> Aim of the exercise: Search the listing below for "without". Copy each matching line.
═════ Information provided ═════
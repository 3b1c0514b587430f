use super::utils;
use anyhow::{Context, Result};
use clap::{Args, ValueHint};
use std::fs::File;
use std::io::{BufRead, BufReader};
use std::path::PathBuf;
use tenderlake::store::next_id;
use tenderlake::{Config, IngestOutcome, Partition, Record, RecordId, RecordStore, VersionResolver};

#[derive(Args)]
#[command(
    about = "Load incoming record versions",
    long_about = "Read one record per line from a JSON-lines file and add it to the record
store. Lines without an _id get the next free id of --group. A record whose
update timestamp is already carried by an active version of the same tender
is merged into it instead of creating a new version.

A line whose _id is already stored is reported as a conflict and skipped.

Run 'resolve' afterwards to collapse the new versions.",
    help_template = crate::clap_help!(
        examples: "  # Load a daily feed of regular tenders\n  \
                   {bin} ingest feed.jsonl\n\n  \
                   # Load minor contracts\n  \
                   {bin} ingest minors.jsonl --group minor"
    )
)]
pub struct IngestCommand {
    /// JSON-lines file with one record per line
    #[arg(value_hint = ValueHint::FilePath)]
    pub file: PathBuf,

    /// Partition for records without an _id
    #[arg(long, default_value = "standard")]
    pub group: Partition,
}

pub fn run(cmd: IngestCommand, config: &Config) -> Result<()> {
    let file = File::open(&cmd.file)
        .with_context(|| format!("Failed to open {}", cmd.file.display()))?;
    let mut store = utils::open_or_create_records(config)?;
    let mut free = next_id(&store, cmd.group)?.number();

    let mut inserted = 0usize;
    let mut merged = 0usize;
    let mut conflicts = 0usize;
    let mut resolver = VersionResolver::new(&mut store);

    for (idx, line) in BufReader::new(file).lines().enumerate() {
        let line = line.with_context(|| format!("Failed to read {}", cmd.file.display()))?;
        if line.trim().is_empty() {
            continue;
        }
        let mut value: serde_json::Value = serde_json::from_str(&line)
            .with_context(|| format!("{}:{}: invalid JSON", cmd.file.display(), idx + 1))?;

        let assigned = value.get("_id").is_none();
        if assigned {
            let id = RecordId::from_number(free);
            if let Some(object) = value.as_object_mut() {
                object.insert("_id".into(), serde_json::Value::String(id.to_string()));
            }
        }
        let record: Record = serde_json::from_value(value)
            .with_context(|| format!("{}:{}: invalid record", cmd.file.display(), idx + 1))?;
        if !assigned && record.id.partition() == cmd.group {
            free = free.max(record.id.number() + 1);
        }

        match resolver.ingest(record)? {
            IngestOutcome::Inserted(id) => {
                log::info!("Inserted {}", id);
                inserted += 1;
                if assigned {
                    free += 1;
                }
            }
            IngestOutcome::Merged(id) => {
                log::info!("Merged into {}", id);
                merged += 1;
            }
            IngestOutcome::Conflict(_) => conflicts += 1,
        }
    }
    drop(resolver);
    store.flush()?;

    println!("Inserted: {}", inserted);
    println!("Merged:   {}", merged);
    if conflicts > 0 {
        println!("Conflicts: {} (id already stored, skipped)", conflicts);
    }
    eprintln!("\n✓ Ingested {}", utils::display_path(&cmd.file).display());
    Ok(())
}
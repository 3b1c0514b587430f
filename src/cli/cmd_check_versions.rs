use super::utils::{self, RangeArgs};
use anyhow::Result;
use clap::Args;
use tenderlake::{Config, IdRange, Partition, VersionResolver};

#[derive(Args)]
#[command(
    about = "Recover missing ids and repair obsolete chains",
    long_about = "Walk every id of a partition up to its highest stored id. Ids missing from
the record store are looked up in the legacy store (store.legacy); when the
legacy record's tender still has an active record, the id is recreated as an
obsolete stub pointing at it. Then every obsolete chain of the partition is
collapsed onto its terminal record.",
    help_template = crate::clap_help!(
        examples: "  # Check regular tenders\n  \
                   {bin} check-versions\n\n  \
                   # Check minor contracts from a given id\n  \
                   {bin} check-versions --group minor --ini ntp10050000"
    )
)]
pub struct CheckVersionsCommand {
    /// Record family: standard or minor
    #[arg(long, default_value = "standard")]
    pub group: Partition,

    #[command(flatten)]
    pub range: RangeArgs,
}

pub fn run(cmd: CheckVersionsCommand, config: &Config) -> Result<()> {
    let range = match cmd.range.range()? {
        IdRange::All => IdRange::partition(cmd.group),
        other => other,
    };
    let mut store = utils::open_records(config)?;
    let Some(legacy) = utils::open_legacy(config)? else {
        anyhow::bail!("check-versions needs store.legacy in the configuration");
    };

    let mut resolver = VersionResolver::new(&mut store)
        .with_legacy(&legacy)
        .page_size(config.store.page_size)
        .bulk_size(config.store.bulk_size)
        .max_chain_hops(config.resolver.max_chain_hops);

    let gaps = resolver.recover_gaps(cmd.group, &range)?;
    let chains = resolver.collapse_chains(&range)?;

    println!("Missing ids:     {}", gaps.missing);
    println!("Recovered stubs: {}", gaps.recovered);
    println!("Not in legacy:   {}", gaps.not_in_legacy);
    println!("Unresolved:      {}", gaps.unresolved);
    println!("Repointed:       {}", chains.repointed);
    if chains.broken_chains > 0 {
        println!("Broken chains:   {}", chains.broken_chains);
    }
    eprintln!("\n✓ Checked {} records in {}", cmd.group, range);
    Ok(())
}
═════
> Solution to this exercise:
store. Lines without an _id get the next free id of --group. A record whose
    /// Partition for records without an _id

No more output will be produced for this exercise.